M. Dufresne a d’ailleurs déposé une plainte au ministère des Affaires municipales et de l’Occupation du territoire (MAMOT) le 8 décembre pour s’opposer à la décision du conseil.
Notons qu’un avis de motion avait été déposé le 5 décembre.
« Ce n’est pas vrai qu’un fonctionnaire ou qu’un commissaire aux plaintes va renverser une décision d’une ville. Ça demeure une recommandation non une obligation », a lancé Jean Roy.
L’interdiction ne s’applique pas à la captation sonore. Par ailleurs, Chambly enregistre l’audio des séances du conseil et les citoyens peuvent écouter cet enregistrement à l’hôtel de ville.

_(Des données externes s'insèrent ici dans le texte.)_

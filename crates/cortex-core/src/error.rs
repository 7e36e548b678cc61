//! Crate-wide error type.
//!
//! Every module boundary (store, hnsw, ingest, search, resolver) defines its
//! own `thiserror` enum; this module composes them into one type so callers
//! crossing module lines don't have to match on five different errors.

use std::fmt;

/// Top-level error for every public operation in this crate.
#[non_exhaustive]
#[derive(Debug, thiserror::Error)]
pub enum CoreError {
    /// Requested entity does not exist.
    #[error("not found: {0}")]
    NotFound(String),

    /// A write would violate an invariant (uniqueness, acyclicity, state machine).
    #[error("conflict: {0}")]
    Conflict(String),

    /// The store is open read-only.
    #[error("store is read-only")]
    ReadOnly,

    /// A caller-supplied option was rejected.
    #[error("invalid input: {0}")]
    InvalidInput(String),

    /// The embed run lock is held by another live process.
    #[error("embed lock held by pid {pid}")]
    LockHeld {
        /// PID of the process holding the lock.
        pid: u32,
    },

    /// Persisted HNSW file has an unknown magic/version, or dimension mismatch.
    #[error("format mismatch: {0}")]
    FormatMismatch(String),

    /// Retryable I/O or HTTP failure (timeouts, locked DB, 5xx, DNS).
    #[error("transient error: {0}")]
    Transient(String),

    /// Operation was canceled via a cancellation token.
    #[error("canceled")]
    Canceled,

    /// Unrecoverable condition: schema mismatch, corruption.
    #[error("fatal error: {0}")]
    Fatal(String),

    /// SQLite error surfaced from the store.
    #[error("database error: {0}")]
    Database(#[from] rusqlite::Error),

    /// Filesystem error surfaced from ingest/hnsw persistence.
    #[error("io error: {0}")]
    Io(#[from] std::io::Error),

    /// Malformed JSON from a collaborator or telemetry sink.
    #[error("json error: {0}")]
    Json(#[from] serde_json::Error),
}

/// Crate-wide result alias.
pub type Result<T> = std::result::Result<T, CoreError>;

impl CoreError {
    /// One-line remediation hint keyed on the error kind, for the (excluded)
    /// CLI front end to print without re-deriving the mapping itself.
    pub fn remediation_hint(&self) -> &'static str {
        match self {
            CoreError::NotFound(_) => "check the id and try again",
            CoreError::Conflict(_) => "the write violates an invariant; inspect the conflicting record",
            CoreError::ReadOnly => "reopen the store without read-only mode to write",
            CoreError::InvalidInput(_) => "check the option values against the documented ranges",
            CoreError::LockHeld { .. } => "another embed pass is running; wait or remove the stale embed.lock",
            CoreError::FormatMismatch(_) => "rebuild the HNSW index from the store",
            CoreError::Transient(_) => "retry; the underlying condition is expected to clear",
            CoreError::Canceled => "operation was canceled",
            CoreError::Fatal(_) => "the store is corrupt or from an incompatible version; restore from backup or reimport",
            CoreError::Database(_) => "inspect the underlying SQLite error",
            CoreError::Io(_) => "check filesystem permissions and available space",
            CoreError::Json(_) => "the collaborator or telemetry payload was malformed JSON",
        }
    }

    /// Classify a raw I/O-ish error message as transient, matching the rules
    /// in §4.3 of the design: 408/429/5xx, connection reset, timeout, DNS.
    pub fn classify_transient(detail: impl fmt::Display) -> Self {
        CoreError::Transient(detail.to_string())
    }
}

«Les résidants doivent faire une demande au greffe. On va leur donner rendez-vous et prévoir un endroit où ils pourront venir écouter la bande audio. Jusqu’à présent, tous les citoyens qui en ont fait la demande ont pu se déplacer, alors on n’a jamais eu de demande de la part de quelqu’un qui ne pouvait se rendre ici. Si ça arrive, on évaluera selon la demande», affirme Micheline Le Royer, directrice du Service des communications et du protocole.

Intimidation

L’ancienne conseillère du district du Canton, Sandra Bolduc a affirmé lors de la période des questions s’être déjà senti intimidée par quelqu’un qui filmait dans la salle.
« J’ai moi-même été filmée à mon insu lors d’une séance du conseil en novembre. […] On me dit que je suis à une séance publique dans un endroit public. Que je sois dans un parc avec mes enfants, dans une bibliothèque, ou en train de stationner ma voiture, je n’ai jamais donné ma permission pour que cette image-là soit utilisée à des fins politiques, comme elle l’a été », s’est-elle indignée.

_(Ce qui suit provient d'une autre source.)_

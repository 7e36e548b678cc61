//! Hybrid search ranking end-to-end (§4.5, §8): class boosting, confidence
//! weighting, and keyword-vs-semantic mode selection against a real store.

use std::sync::{Arc, RwLock};

use chrono::Utc;
use cortex_core::collab::EmbeddingProvider;
use cortex_core::error::Result;
use cortex_core::model::{Memory, MemoryClass, MemoryMetadata};
use cortex_core::search::{SearchEngine, SearchMode, SearchOptions};
use cortex_e2e_tests::harness::TestDb;

/// Deterministic stand-in embedder: maps a handful of known phrases onto
/// orthogonal-ish unit vectors so hybrid/semantic search has something real
/// to rank against without a network call.
struct StubEmbedder;

impl EmbeddingProvider for StubEmbedder {
    fn embed(&self, texts: &[String]) -> Result<Vec<Vec<f32>>> {
        Ok(texts.iter().map(|t| vectorize(t)).collect())
    }
    fn dimensions(&self) -> usize {
        3
    }
    fn model_id(&self) -> &str {
        "stub-embedder"
    }
}

fn vectorize(text: &str) -> Vec<f32> {
    let lower = text.to_lowercase();
    let rust = lower.contains("rust") as i32 as f32;
    let deploy = lower.contains("deploy") as i32 as f32;
    let cat = lower.contains("cat") as i32 as f32;
    vec![rust, deploy, cat]
}

fn seed_classed_memory(db: &TestDb, content: &str, class: MemoryClass) -> Memory {
    db.store
        .create_memory(Memory {
            id: 0,
            content: content.to_string(),
            content_hash: format!("{:x}", seahash(content)),
            source_file: None,
            source_line: None,
            source_section: None,
            imported_at: Utc::now(),
            project: None,
            class: Some(class),
            metadata: MemoryMetadata::default(),
            deleted_at: None,
        })
        .unwrap()
}

fn seahash(content: &str) -> u64 {
    use std::hash::{Hash, Hasher};
    let mut hasher = std::collections::hash_map::DefaultHasher::new();
    content.hash(&mut hasher);
    hasher.finish()
}

#[test]
fn keyword_search_ranks_matching_content_above_unrelated_content() {
    let db = TestDb::new();
    db.seed_memory("the rust compiler enforces ownership at compile time");
    db.seed_memory("the office coffee machine broke again this week");

    let engine = SearchEngine::new(db.store.clone(), Arc::new(RwLock::new(None)), None);
    let opts = SearchOptions { mode: SearchMode::Keyword, ..SearchOptions::default() };
    let results = engine.search("rust ownership", &opts).unwrap();

    assert!(!results.is_empty());
    assert!(results[0].memory.content.contains("rust"));
}

#[test]
fn rule_class_outranks_scratch_class_at_equal_keyword_overlap() {
    let db = TestDb::new();
    let rule = seed_classed_memory(&db, "rotate the access keys every ninety days", MemoryClass::Rule);
    let scratch = seed_classed_memory(&db, "rotate the access keys every ninety days too", MemoryClass::Scratch);

    let engine = SearchEngine::new(db.store.clone(), Arc::new(RwLock::new(None)), None);
    let opts = SearchOptions { mode: SearchMode::Keyword, limit: 5, ..SearchOptions::default() };
    let results = engine.search("rotate access keys ninety days", &opts).unwrap();

    let rule_score = results.iter().find(|r| r.memory.id == rule.id).unwrap().final_score;
    let scratch_score = results.iter().find(|r| r.memory.id == scratch.id).unwrap().final_score;
    assert!(rule_score > scratch_score);
}

#[test]
fn hybrid_search_surfaces_semantic_matches_missed_by_keyword_overlap() {
    let db = TestDb::new();
    db.seed_memory("we deploy the rust service nightly via the release pipeline");
    db.seed_memory("the neighborhood cat knocked over a plant pot");

    let embedder: Arc<dyn EmbeddingProvider> = Arc::new(StubEmbedder);
    let engine = SearchEngine::new(db.store.clone(), Arc::new(RwLock::new(None)), Some(embedder));

    let opts = SearchOptions { mode: SearchMode::Hybrid, ..SearchOptions::default() };
    let results = engine.search("rust deploy", &opts).unwrap();

    assert!(!results.is_empty());
    assert!(results[0].memory.content.contains("rust"));
}

#[test]
fn explain_is_only_populated_when_requested() {
    let db = TestDb::new();
    db.seed_memory("the staging environment mirrors production topology");

    let engine = SearchEngine::new(db.store.clone(), Arc::new(RwLock::new(None)), None);
    let without_explain = engine
        .search("staging environment", &SearchOptions { mode: SearchMode::Keyword, ..SearchOptions::default() })
        .unwrap();
    assert!(without_explain[0].explain.is_none());

    let with_explain = engine
        .search(
            "staging environment",
            &SearchOptions { mode: SearchMode::Keyword, explain: true, ..SearchOptions::default() },
        )
        .unwrap();
    assert!(with_explain[0].explain.is_some());
}

#[test]
fn invalid_limit_is_rejected_before_any_query_executes() {
    let db = TestDb::new();
    let engine = SearchEngine::new(db.store.clone(), Arc::new(RwLock::new(None)), None);
    let opts = SearchOptions { limit: 0, ..SearchOptions::default() };
    assert!(engine.search("anything", &opts).is_err());
}

#[test]
fn superseded_facts_are_hidden_unless_requested() {
    let db = TestDb::new();
    let m = db.seed_memory("the default timeout is 30 seconds");
    let old = db.seed_fact(m.id, "timeout", "is", "30 seconds", 0.7, 0);
    let new = db.seed_fact(m.id, "timeout", "is", "60 seconds", 0.9, 0);
    db.store.supersede_fact(old.id, new.id, "reconfigured", Utc::now()).unwrap();

    let engine = SearchEngine::new(db.store.clone(), Arc::new(RwLock::new(None)), None);
    let visible = engine
        .search("default timeout", &SearchOptions { mode: SearchMode::Keyword, ..SearchOptions::default() })
        .unwrap();
    let hit = visible.iter().find(|r| r.memory.id == m.id).unwrap();
    assert_eq!(hit.primary_fact.as_ref().unwrap().id, new.id);
}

Selon le maire suppléant, c’est ce comportement qu’on souhaite éviter avec l’adoption de l’interdiction de filmer.
« Ce n’est pas facile pour tout le monde de venir s’exprimer au micro au sujet de leurs préoccupations ou de leurs demandes à la Ville. C’est encore plus difficile pour eux s’il y a des caméras dans la salle. Ce n’est pas tout le monde qui a la même aisance », a ajouté M. Roy.

Médias

L’interdiction de filmer les séances s’applique également aux médias.

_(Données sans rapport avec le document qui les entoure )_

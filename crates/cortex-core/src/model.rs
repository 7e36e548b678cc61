//! Core data model (§3): memories, facts, embeddings, access events, alerts,
//! projects, and fact edges.

use chrono::{DateTime, Utc};
use serde::{Deserialize, Serialize};
use std::collections::HashMap;

/// Class of a memory, used for class-aware search boosting (§4.5).
#[derive(Debug, Clone, Copy, Serialize, Deserialize, PartialEq, Eq, Hash)]
#[serde(rename_all = "snake_case")]
pub enum MemoryClass {
    Rule,
    Decision,
    Preference,
    Identity,
    Status,
    Scratch,
}

impl MemoryClass {
    pub fn as_str(&self) -> &'static str {
        match self {
            MemoryClass::Rule => "rule",
            MemoryClass::Decision => "decision",
            MemoryClass::Preference => "preference",
            MemoryClass::Identity => "identity",
            MemoryClass::Status => "status",
            MemoryClass::Scratch => "scratch",
        }
    }
}

impl std::str::FromStr for MemoryClass {
    type Err = String;

    fn from_str(s: &str) -> Result<Self, Self::Err> {
        match s.to_lowercase().as_str() {
            "rule" => Ok(MemoryClass::Rule),
            "decision" => Ok(MemoryClass::Decision),
            "preference" => Ok(MemoryClass::Preference),
            "identity" => Ok(MemoryClass::Identity),
            "status" => Ok(MemoryClass::Status),
            "scratch" => Ok(MemoryClass::Scratch),
            other => Err(format!("unknown memory class: {other}")),
        }
    }
}

impl std::fmt::Display for MemoryClass {
    fn fmt(&self, f: &mut std::fmt::Formatter<'_>) -> std::fmt::Result {
        write!(f, "{}", self.as_str())
    }
}

/// Structured metadata carried alongside a memory.
#[derive(Debug, Clone, Default, Serialize, Deserialize)]
pub struct MemoryMetadata {
    pub agent: Option<String>,
    pub channel: Option<String>,
    pub model: Option<String>,
    pub tokens_in: Option<u32>,
    pub tokens_out: Option<u32>,
    #[serde(flatten)]
    pub extra: HashMap<String, serde_json::Value>,
}

/// One ingested content chunk (§3).
#[derive(Debug, Clone, Serialize, Deserialize)]
pub struct Memory {
    pub id: i64,
    pub content: String,
    pub content_hash: String,
    pub source_file: Option<String>,
    pub source_line: Option<u32>,
    pub source_section: Option<String>,
    pub imported_at: DateTime<Utc>,
    pub project: Option<String>,
    pub class: Option<MemoryClass>,
    pub metadata: MemoryMetadata,
    pub deleted_at: Option<DateTime<Utc>>,
}

impl Memory {
    pub fn is_deleted(&self) -> bool {
        self.deleted_at.is_some()
    }
}

/// Atomic assertion type (§3).
#[derive(Debug, Clone, Copy, Serialize, Deserialize, PartialEq, Eq, Hash)]
#[serde(rename_all = "snake_case")]
pub enum FactType {
    Kv,
    Temporal,
    Identity,
    Relationship,
    Location,
    Preference,
    Rule,
    Decision,
    State,
    Status,
    Scratch,
    Config,
}

impl FactType {
    pub fn as_str(&self) -> &'static str {
        match self {
            FactType::Kv => "kv",
            FactType::Temporal => "temporal",
            FactType::Identity => "identity",
            FactType::Relationship => "relationship",
            FactType::Location => "location",
            FactType::Preference => "preference",
            FactType::Rule => "rule",
            FactType::Decision => "decision",
            FactType::State => "state",
            FactType::Status => "status",
            FactType::Scratch => "scratch",
            FactType::Config => "config",
        }
    }
}

impl std::str::FromStr for FactType {
    type Err = String;

    fn from_str(s: &str) -> Result<Self, Self::Err> {
        match s.to_lowercase().as_str() {
            "kv" => Ok(FactType::Kv),
            "temporal" => Ok(FactType::Temporal),
            "identity" => Ok(FactType::Identity),
            "relationship" => Ok(FactType::Relationship),
            "location" => Ok(FactType::Location),
            "preference" => Ok(FactType::Preference),
            "rule" => Ok(FactType::Rule),
            "decision" => Ok(FactType::Decision),
            "state" => Ok(FactType::State),
            "status" => Ok(FactType::Status),
            "scratch" => Ok(FactType::Scratch),
            "config" => Ok(FactType::Config),
            other => Err(format!("unknown fact type: {other}")),
        }
    }
}

impl std::fmt::Display for FactType {
    fn fmt(&self, f: &mut std::fmt::Formatter<'_>) -> std::fmt::Result {
        write!(f, "{}", self.as_str())
    }
}

/// Lifecycle state of a fact (§4.7).
#[derive(Debug, Clone, Copy, Serialize, Deserialize, PartialEq, Eq, Hash)]
#[serde(rename_all = "snake_case")]
pub enum FactState {
    Active,
    Core,
    Retired,
    Superseded,
}

impl FactState {
    pub fn as_str(&self) -> &'static str {
        match self {
            FactState::Active => "active",
            FactState::Core => "core",
            FactState::Retired => "retired",
            FactState::Superseded => "superseded",
        }
    }
}

impl std::str::FromStr for FactState {
    type Err = String;

    fn from_str(s: &str) -> Result<Self, Self::Err> {
        match s.to_lowercase().as_str() {
            "active" => Ok(FactState::Active),
            "core" => Ok(FactState::Core),
            "retired" => Ok(FactState::Retired),
            "superseded" => Ok(FactState::Superseded),
            other => Err(format!("unknown fact state: {other}")),
        }
    }
}

impl std::fmt::Display for FactState {
    fn fmt(&self, f: &mut std::fmt::Formatter<'_>) -> std::fmt::Result {
        write!(f, "{}", self.as_str())
    }
}

/// Default per-day decay rate (λ) for new facts.
pub const DEFAULT_DECAY_RATE: f64 = 0.01;

/// An atomic assertion extracted from a memory (§3).
#[derive(Debug, Clone, Serialize, Deserialize)]
pub struct Fact {
    pub id: i64,
    pub memory_id: i64,
    pub subject: String,
    pub predicate: String,
    pub object: String,
    pub fact_type: FactType,
    pub confidence: f64,
    pub decay_rate: f64,
    pub created_at: DateTime<Utc>,
    pub last_reinforced: DateTime<Utc>,
    pub state: FactState,
    pub superseded_by: Option<i64>,
    pub source_quote: Option<String>,
    pub agent: Option<String>,
}

impl Fact {
    /// Effective confidence at time `now` (§4.5, invariant 3).
    ///
    /// `confidence * exp(-decay_rate * max(0, days_since_last_reinforced))`,
    /// monotonically non-increasing in elapsed time absent reinforcement.
    pub fn effective_confidence_at(&self, now: DateTime<Utc>) -> f64 {
        crate::lifecycle::decay::effective_confidence(
            self.confidence,
            self.decay_rate,
            self.last_reinforced,
            now,
        )
    }

    /// Effective confidence as of now.
    pub fn effective_confidence(&self) -> f64 {
        self.effective_confidence_at(Utc::now())
    }
}

/// A fixed-dimension embedding for a memory (§3).
#[derive(Debug, Clone, Serialize, Deserialize)]
pub struct Embedding {
    pub memory_id: i64,
    pub vector: Vec<f32>,
    pub model: String,
    pub created_at: DateTime<Utc>,
}

/// Kind of fact access (§3).
#[derive(Debug, Clone, Copy, Serialize, Deserialize, PartialEq, Eq, Hash)]
#[serde(rename_all = "snake_case")]
pub enum AccessType {
    Reinforce,
    Reference,
    Import,
    Supersede,
    Retire,
    Promote,
}

impl AccessType {
    pub fn as_str(&self) -> &'static str {
        match self {
            AccessType::Reinforce => "reinforce",
            AccessType::Reference => "reference",
            AccessType::Import => "import",
            AccessType::Supersede => "supersede",
            AccessType::Retire => "retire",
            AccessType::Promote => "promote",
        }
    }
}

impl std::str::FromStr for AccessType {
    type Err = String;

    fn from_str(s: &str) -> Result<Self, Self::Err> {
        match s.to_lowercase().as_str() {
            "reinforce" => Ok(AccessType::Reinforce),
            "reference" => Ok(AccessType::Reference),
            "import" => Ok(AccessType::Import),
            "supersede" => Ok(AccessType::Supersede),
            "retire" => Ok(AccessType::Retire),
            "promote" => Ok(AccessType::Promote),
            other => Err(format!("unknown access type: {other}")),
        }
    }
}

/// Append-only log entry of a fact interaction (§3).
#[derive(Debug, Clone, Serialize, Deserialize)]
pub struct AccessEvent {
    pub id: i64,
    pub fact_id: i64,
    pub actor: Option<String>,
    pub access_type: AccessType,
    pub created_at: DateTime<Utc>,
}

/// Severity of an observability alert (§3).
#[derive(Debug, Clone, Copy, Serialize, Deserialize, PartialEq, Eq, Hash)]
#[serde(rename_all = "snake_case")]
pub enum AlertSeverity {
    Info,
    Warning,
    Critical,
}

impl std::str::FromStr for AlertSeverity {
    type Err = String;

    fn from_str(s: &str) -> Result<Self, Self::Err> {
        match s.to_lowercase().as_str() {
            "info" => Ok(AlertSeverity::Info),
            "warning" => Ok(AlertSeverity::Warning),
            "critical" => Ok(AlertSeverity::Critical),
            other => Err(format!("unknown severity: {other}")),
        }
    }
}

impl AlertSeverity {
    pub fn as_str(&self) -> &'static str {
        match self {
            AlertSeverity::Info => "info",
            AlertSeverity::Warning => "warning",
            AlertSeverity::Critical => "critical",
        }
    }
}

/// Unacknowledged observability event (§3).
#[derive(Debug, Clone, Serialize, Deserialize)]
pub struct Alert {
    pub id: i64,
    pub alert_type: String,
    pub severity: AlertSeverity,
    pub fact_id: Option<i64>,
    pub related_fact_id: Option<i64>,
    pub message: String,
    pub detail: serde_json::Value,
    pub acknowledged: bool,
    pub created_at: DateTime<Utc>,
}

/// A named tag aggregating memories/facts for scoped queries (§3).
#[derive(Debug, Clone, Serialize, Deserialize)]
pub struct Project {
    pub name: String,
    pub auto_tag_rules: Vec<String>,
    pub created_at: DateTime<Utc>,
}

/// Type of a directed relation between two facts (§3).
#[derive(Debug, Clone, Copy, Serialize, Deserialize, PartialEq, Eq, Hash)]
#[serde(rename_all = "snake_case")]
pub enum EdgeType {
    Contradicts,
    RelatesTo,
    DerivedFrom,
}

impl EdgeType {
    pub fn as_str(&self) -> &'static str {
        match self {
            EdgeType::Contradicts => "contradicts",
            EdgeType::RelatesTo => "relates_to",
            EdgeType::DerivedFrom => "derived_from",
        }
    }
}

impl std::str::FromStr for EdgeType {
    type Err = String;

    fn from_str(s: &str) -> Result<Self, Self::Err> {
        match s.to_lowercase().as_str() {
            "contradicts" => Ok(EdgeType::Contradicts),
            "relates_to" => Ok(EdgeType::RelatesTo),
            "derived_from" => Ok(EdgeType::DerivedFrom),
            other => Err(format!("unknown edge type: {other}")),
        }
    }
}

/// A directed typed relation between two facts (§3, knowledge graph).
#[derive(Debug, Clone, Serialize, Deserialize)]
pub struct FactEdge {
    pub id: i64,
    pub from_fact: i64,
    pub to_fact: i64,
    pub edge_type: EdgeType,
    pub created_at: DateTime<Utc>,
}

« La captation vidéo va être interdite. C’est ce que la réglementation stipule. Maintenant est-ce que ça fait une différence dépendamment de la personne ? Non. Les journalistes ne seront pas empêchés de faire leur travail », a répondu M. Roy à André Bujold un citoyen qui s’inquiétait du flou dans ce dossier.
« C’est important que ce soit clair. Ma question l’est. Est-ce que les journalistes seront oui ou non empêchés de filmer ? Avez-vous précisé ça dans le règlement ? » a répliqué M. Bujold.
« [Les journalistes] ne seront pas empêchés de rapporter la nouvelle. Non, rien à propos des médias n’a été précisé dans le règlement. Il va falloir, j’imagine, des autorisations particulières, mais rien n’est encore prévu », a déclaré le maire suppléant.
La Fédération professionnelle des journalistes du Québec a vivement dénoncé l’adoption du règlement par communiqué. «Cette interdiction brime la liberté de presse et le droit du public à l’information. La FPJQ rappelle que les séances des conseils municipaux sont publiques et que, de ce fait, elles peuvent et doivent être filmées, enregistrées, diffusées, et ce, sans délai. La FPJQ exhorte la Ville de Chambly à abolir ce règlement antidémocratique», pouvait-on y lire.